Hannah did not, however, refrain from asking; rather she did so indirectly.
“What errands do you have Edward J. Olson doing for you these days? I haven’t seen him in the office for a day or two.”
“Some things out at the ranch,” Isham Ransdell replied without looking up, giving a matter-of-fact answer to a matter-of-fact question. “Getting some men to rebuild the shed so we can bring in more hogs in the spring . . . Pork prices are on the rise again . . . good time to get into hogs.”
“What do you hear from your bounty hunter?” Hannah asked, not commenting on the evasiveness of his reply.
“I’ve heard nothing since I got that letter postmarked out of Fort Benton,” he said, looking up from his desk. “Why do you ask?”
“Just wondering. I heard you and Mr.
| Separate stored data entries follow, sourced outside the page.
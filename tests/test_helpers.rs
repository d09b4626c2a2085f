// ==========================================
// 测试辅助函数
// ==========================================
// 职责: 创建临时 SQLite 数据源（五张表）并插入测试数据
// ==========================================

#![allow(dead_code)]

use rusqlite::{params, Connection};
use std::error::Error;
use talent_board::domain::{
    AbilityRequirements, CategoryGroup, Competency, KnowledgeSkills, PersonalityTraits,
    ProfessionalSkills, Values,
};
use tempfile::NamedTempFile;

/// 创建临时测试数据库并初始化 schema
///
/// # 返回
/// - NamedTempFile: 临时数据库文件（需要保持存活）
/// - String: 数据库文件路径
pub fn create_test_db() -> Result<(NamedTempFile, String), Box<dyn Error>> {
    let temp_file = NamedTempFile::new()?;
    let db_path = temp_file.path().to_string_lossy().into_owned();

    let conn = Connection::open(&db_path)?;
    init_schema(&conn)?;

    Ok((temp_file, db_path))
}

/// 打开测试数据库（可写）
pub fn open(db_path: &str) -> Connection {
    Connection::open(db_path).expect("无法打开测试数据库")
}

/// 初始化数据库 schema
///
/// person.id 不设主键，便于构造重复/非数字 ID
fn init_schema(conn: &Connection) -> Result<(), Box<dyn Error>> {
    conn.execute_batch(
        r#"
        CREATE TABLE IF NOT EXISTS person (
            id INTEGER,
            seq INTEGER,
            name TEXT,
            gender TEXT,
            age INTEGER
        );

        CREATE TABLE IF NOT EXISTS person_basic (
            person_id INTEGER,
            hobby TEXT,
            personality TEXT,
            family TEXT
        );

        CREATE TABLE IF NOT EXISTS person_work (
            person_id INTEGER,
            years_in_industry REAL,
            job_hops REAL,
            previous_job TEXT
        );

        CREATE TABLE IF NOT EXISTS person_education (
            person_id INTEGER,
            degree TEXT,
            school TEXT,
            major TEXT
        );

        CREATE TABLE IF NOT EXISTS ability_score (
            person_id INTEGER,
            category TEXT,
            ability TEXT,
            level_text TEXT,
            score REAL
        );
        "#,
    )?;
    Ok(())
}

// ==========================================
// 数据插入
// ==========================================

pub fn insert_person(
    conn: &Connection,
    id: Option<i64>,
    seq: Option<i64>,
    name: Option<&str>,
    gender: Option<&str>,
    age: Option<i64>,
) {
    conn.execute(
        "INSERT INTO person (id, seq, name, gender, age) VALUES (?1, ?2, ?3, ?4, ?5)",
        params![id, seq, name, gender, age],
    )
    .expect("插入 person 失败");
}

pub fn insert_basic(conn: &Connection, person_id: i64, hobby: &str, personality: &str, family: &str) {
    conn.execute(
        "INSERT INTO person_basic (person_id, hobby, personality, family) VALUES (?1, ?2, ?3, ?4)",
        params![person_id, hobby, personality, family],
    )
    .expect("插入 person_basic 失败");
}

pub fn insert_work(conn: &Connection, person_id: i64, years: f64, hops: f64, previous_job: &str) {
    conn.execute(
        "INSERT INTO person_work (person_id, years_in_industry, job_hops, previous_job) VALUES (?1, ?2, ?3, ?4)",
        params![person_id, years, hops, previous_job],
    )
    .expect("插入 person_work 失败");
}

pub fn insert_education(conn: &Connection, person_id: i64, degree: &str, school: &str, major: &str) {
    conn.execute(
        "INSERT INTO person_education (person_id, degree, school, major) VALUES (?1, ?2, ?3, ?4)",
        params![person_id, degree, school, major],
    )
    .expect("插入 person_education 失败");
}

pub fn insert_ability(
    conn: &Connection,
    person_id: i64,
    category: &str,
    ability: &str,
    level_text: Option<&str>,
    score: Option<f64>,
) {
    conn.execute(
        "INSERT INTO ability_score (person_id, category, ability, level_text, score) VALUES (?1, ?2, ?3, ?4, ?5)",
        params![person_id, category, ability, level_text, score],
    )
    .expect("插入 ability_score 失败");
}

/// 为某人写满全部维度
///
/// # 参数
/// - level: 定性维度的等级文本（高/中/低）
/// - score: 数值维度的分值
pub fn insert_all_dimensions(conn: &Connection, person_id: i64, level: &str, score: f64) {
    fn each<G: CategoryGroup>(mut f: impl FnMut(&str, &str)) {
        for dimension in G::DIMENSIONS {
            f(G::CATEGORY, dimension);
        }
    }

    let mut label = |category: &str, ability: &str| {
        insert_ability(conn, person_id, category, ability, Some(level), None)
    };
    each::<Values>(&mut label);
    each::<Competency>(&mut label);
    each::<ProfessionalSkills>(&mut label);
    each::<PersonalityTraits>(&mut label);

    let mut numeric = |category: &str, ability: &str| {
        insert_ability(conn, person_id, category, ability, None, Some(score))
    };
    each::<KnowledgeSkills>(&mut numeric);
    each::<AbilityRequirements>(&mut numeric);
}

/// 插入一名只有 person 行的员工
pub fn insert_bare_person(conn: &Connection, id: i64, seq: i64, name: &str) {
    insert_person(conn, Some(id), Some(seq), Some(name), Some("男"), Some(30));
}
Olson talking about it the other day.”
“Yes
. . . we were wondering ourselves,” he replied. “The man said he was headed into Blackfeet country. There’s no telling what might have happened out there.”
“Do you reckon that he’ll bring them back alive?” Hannah asked.
“One way or another, I hope he brings them back,” the banker said. “Could be that they’ll all wind up under this winter’s snow with Blackfeet arrows in them.”
Hannah grimaced slightly at the thought of the handsome bounty hunter with the showings of a nice beard lying dead on the wild and distant plains.
“Do you prefer the Porter boys dead or alive, Father?”
“Well, wanting a man, even a Porter, to be dead, is not something a man likes to talk about with his daughter . . . but I will say that justice would be done either way.”
* * *
HANNAH RANSDELL LEFT WORK AT HER USUAL TIME. IT was her custom to leave within an hour of the bank’s closing in order to prepare supper for herself and her father, who usually remained at his desk until around seven.
As usual, the walk home took her past the Gallatin City General Mercantile and Dry Goods. Even all these weeks after the murders, people still called it “Mr. Blaine’s store.” If she needed something for the meal, she could always stop in and get it. Today, she had neither reason nor intention of doing so—until she saw Lyle Blake and Joe Clark walking into the place.
The embers of curiosity that remained from her having seen them in the Big Horn with Olson burst into flame. She impulsively followed them. Unlike the saloon, Gallatin City’s largest store was frequented by those from all strata of the social hierarchy.
Hannah had no notion whatsoever of what she could or would accomplish by following Blake and Clark, but neither did she have any question that she should.
She inserted herself into a place where she would appear to be examining goods on the opposite side of a large rack from where the men were picking out beans and hardtack.